ASSIGNMENT
Show each line of the records below where the word "info" occurs.

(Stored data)
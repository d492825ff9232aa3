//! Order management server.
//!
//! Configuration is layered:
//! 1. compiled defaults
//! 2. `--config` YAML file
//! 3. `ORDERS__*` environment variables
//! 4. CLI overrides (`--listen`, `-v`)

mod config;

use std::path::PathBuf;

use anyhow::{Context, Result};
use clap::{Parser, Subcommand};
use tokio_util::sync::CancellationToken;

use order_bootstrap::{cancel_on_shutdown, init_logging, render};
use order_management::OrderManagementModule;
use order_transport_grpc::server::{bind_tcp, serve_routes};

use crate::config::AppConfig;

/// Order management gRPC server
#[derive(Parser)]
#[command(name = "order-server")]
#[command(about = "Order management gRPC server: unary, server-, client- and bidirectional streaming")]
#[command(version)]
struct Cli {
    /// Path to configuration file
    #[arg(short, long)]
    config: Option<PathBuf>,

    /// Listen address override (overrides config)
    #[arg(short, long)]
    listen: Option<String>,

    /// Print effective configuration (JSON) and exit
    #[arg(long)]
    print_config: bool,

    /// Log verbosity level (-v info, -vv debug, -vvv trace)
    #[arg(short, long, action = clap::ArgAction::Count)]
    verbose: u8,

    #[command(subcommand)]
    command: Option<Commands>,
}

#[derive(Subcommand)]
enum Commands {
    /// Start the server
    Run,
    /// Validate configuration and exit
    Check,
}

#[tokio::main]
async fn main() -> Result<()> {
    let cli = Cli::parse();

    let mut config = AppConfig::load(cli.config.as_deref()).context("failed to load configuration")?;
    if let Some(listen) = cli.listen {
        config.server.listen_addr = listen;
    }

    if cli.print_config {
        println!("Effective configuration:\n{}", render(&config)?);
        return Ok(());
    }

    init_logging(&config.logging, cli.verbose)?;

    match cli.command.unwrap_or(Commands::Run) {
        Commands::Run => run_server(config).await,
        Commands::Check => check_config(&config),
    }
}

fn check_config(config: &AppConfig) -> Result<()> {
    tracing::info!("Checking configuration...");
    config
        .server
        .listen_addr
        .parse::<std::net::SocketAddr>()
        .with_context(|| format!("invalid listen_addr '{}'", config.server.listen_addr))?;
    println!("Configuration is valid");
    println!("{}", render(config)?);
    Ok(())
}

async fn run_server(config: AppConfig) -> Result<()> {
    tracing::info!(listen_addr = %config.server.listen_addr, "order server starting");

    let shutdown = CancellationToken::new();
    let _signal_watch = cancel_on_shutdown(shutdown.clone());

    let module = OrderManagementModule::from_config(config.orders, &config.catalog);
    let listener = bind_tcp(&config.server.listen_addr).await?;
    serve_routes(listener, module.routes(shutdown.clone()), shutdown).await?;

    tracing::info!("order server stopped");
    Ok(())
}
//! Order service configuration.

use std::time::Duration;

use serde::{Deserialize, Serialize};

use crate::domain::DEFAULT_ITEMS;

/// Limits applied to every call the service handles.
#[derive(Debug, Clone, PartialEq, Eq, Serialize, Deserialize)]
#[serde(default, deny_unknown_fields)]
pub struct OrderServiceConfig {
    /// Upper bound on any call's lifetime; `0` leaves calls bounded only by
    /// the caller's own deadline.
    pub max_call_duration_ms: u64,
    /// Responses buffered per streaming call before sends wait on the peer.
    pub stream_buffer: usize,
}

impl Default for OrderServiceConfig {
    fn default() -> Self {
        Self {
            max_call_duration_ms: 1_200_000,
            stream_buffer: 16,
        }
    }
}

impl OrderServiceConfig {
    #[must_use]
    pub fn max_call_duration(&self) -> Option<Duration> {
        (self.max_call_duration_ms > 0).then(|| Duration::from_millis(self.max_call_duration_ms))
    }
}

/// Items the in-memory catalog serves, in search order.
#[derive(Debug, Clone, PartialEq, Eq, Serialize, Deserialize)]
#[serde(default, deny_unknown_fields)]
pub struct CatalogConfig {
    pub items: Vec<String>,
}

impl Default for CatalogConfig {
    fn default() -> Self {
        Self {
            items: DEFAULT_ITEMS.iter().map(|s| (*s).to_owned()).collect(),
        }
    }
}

==

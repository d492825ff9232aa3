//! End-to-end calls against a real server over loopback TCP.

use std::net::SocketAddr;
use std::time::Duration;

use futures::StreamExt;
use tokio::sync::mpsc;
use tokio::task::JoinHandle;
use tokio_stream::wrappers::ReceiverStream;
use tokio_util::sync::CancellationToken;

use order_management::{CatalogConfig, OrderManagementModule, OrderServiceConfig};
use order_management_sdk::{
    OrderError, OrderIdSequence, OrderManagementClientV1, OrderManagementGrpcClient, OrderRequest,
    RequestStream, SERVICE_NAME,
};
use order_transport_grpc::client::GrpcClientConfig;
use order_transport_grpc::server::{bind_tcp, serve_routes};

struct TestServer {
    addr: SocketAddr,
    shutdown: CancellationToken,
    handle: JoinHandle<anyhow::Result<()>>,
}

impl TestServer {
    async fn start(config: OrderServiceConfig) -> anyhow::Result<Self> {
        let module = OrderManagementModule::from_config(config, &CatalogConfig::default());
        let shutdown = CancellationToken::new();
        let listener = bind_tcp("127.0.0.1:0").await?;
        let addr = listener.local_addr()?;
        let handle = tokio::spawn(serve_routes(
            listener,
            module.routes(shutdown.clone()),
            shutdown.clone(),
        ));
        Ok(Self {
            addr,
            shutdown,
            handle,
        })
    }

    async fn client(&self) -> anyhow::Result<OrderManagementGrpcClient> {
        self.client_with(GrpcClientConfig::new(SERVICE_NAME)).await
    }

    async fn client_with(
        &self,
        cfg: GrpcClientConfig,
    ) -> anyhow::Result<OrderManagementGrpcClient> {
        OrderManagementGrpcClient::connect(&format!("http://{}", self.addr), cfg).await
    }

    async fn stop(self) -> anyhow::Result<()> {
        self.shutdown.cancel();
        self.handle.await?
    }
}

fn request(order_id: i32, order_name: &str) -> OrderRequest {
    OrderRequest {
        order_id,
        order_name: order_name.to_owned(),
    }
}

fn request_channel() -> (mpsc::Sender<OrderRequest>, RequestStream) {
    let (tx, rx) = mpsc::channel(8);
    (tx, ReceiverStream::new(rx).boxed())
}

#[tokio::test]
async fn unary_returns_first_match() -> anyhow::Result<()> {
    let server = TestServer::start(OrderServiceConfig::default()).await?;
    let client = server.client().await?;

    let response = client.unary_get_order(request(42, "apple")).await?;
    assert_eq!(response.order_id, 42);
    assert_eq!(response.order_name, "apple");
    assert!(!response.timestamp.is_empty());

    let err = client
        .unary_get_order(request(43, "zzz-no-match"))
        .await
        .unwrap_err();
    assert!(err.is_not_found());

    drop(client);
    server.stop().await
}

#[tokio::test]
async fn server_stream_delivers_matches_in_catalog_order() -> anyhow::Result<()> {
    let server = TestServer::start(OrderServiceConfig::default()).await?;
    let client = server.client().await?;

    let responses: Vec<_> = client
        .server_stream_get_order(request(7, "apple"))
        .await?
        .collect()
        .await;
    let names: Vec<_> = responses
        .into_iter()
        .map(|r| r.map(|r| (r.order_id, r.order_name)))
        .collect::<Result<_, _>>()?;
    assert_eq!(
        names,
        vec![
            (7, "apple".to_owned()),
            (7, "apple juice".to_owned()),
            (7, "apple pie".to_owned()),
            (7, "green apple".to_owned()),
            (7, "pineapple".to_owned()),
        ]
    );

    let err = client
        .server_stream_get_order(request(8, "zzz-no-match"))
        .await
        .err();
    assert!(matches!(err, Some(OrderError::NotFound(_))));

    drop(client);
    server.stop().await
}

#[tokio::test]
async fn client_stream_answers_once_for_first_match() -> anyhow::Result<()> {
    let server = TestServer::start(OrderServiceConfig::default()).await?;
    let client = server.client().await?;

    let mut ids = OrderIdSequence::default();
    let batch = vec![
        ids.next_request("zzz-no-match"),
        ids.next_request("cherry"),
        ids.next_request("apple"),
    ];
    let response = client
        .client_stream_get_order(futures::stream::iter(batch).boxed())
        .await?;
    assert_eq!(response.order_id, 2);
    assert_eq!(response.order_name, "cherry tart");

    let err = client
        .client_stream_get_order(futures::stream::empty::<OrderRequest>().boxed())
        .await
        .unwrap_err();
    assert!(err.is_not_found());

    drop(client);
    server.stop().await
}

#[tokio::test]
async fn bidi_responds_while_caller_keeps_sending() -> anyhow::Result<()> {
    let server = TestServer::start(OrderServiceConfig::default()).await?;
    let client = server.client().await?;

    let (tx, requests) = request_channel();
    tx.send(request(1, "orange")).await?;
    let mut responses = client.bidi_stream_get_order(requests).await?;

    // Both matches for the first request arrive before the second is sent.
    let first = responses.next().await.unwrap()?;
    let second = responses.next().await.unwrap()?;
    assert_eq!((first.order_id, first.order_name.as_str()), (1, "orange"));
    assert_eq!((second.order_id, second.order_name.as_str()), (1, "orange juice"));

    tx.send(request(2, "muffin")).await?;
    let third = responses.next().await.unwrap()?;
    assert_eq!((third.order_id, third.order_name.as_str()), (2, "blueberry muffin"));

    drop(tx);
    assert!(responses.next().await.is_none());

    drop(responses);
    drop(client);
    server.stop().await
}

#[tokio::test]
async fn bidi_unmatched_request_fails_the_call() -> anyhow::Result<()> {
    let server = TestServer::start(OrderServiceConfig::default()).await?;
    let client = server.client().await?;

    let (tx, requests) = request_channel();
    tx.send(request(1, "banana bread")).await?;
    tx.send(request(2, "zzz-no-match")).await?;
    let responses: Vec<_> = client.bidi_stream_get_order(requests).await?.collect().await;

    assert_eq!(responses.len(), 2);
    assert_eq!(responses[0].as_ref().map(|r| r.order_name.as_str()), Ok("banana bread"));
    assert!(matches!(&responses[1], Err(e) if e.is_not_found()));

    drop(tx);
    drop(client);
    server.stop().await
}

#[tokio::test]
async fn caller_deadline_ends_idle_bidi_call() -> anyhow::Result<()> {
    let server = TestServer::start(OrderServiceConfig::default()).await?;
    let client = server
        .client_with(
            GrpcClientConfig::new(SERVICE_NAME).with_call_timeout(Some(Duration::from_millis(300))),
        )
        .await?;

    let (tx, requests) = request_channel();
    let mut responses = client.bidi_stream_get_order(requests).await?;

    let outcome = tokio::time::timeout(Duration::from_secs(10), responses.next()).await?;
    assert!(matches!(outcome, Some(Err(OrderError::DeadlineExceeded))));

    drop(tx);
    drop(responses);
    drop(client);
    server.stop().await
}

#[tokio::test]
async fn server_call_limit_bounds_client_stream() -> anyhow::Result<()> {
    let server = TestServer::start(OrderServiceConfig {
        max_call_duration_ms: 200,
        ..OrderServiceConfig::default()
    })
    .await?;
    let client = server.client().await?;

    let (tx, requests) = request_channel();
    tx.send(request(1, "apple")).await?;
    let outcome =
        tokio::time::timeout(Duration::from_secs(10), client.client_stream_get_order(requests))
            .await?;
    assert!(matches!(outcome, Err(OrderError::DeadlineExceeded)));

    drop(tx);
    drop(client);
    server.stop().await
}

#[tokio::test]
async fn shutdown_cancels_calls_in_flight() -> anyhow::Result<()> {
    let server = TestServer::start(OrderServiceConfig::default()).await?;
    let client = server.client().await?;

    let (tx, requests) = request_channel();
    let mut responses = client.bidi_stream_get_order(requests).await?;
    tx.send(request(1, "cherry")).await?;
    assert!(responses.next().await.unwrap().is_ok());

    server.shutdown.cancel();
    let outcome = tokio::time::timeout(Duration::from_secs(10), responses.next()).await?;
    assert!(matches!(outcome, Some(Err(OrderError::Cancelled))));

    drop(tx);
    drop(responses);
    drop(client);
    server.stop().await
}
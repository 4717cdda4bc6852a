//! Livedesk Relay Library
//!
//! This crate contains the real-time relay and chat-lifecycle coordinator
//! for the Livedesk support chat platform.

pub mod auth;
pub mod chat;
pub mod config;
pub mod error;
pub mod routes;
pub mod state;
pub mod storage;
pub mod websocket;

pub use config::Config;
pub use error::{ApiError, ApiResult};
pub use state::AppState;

WRITTEN RESPONSE
    /// Log verbosity level (-v info, -vv debug, -vvv trace)
    tracing::info!("Checking configuration...");
    tracing::info!(listen_addr = %config.server.listen_addr, "order server starting");
    tracing::info!("order server stopped");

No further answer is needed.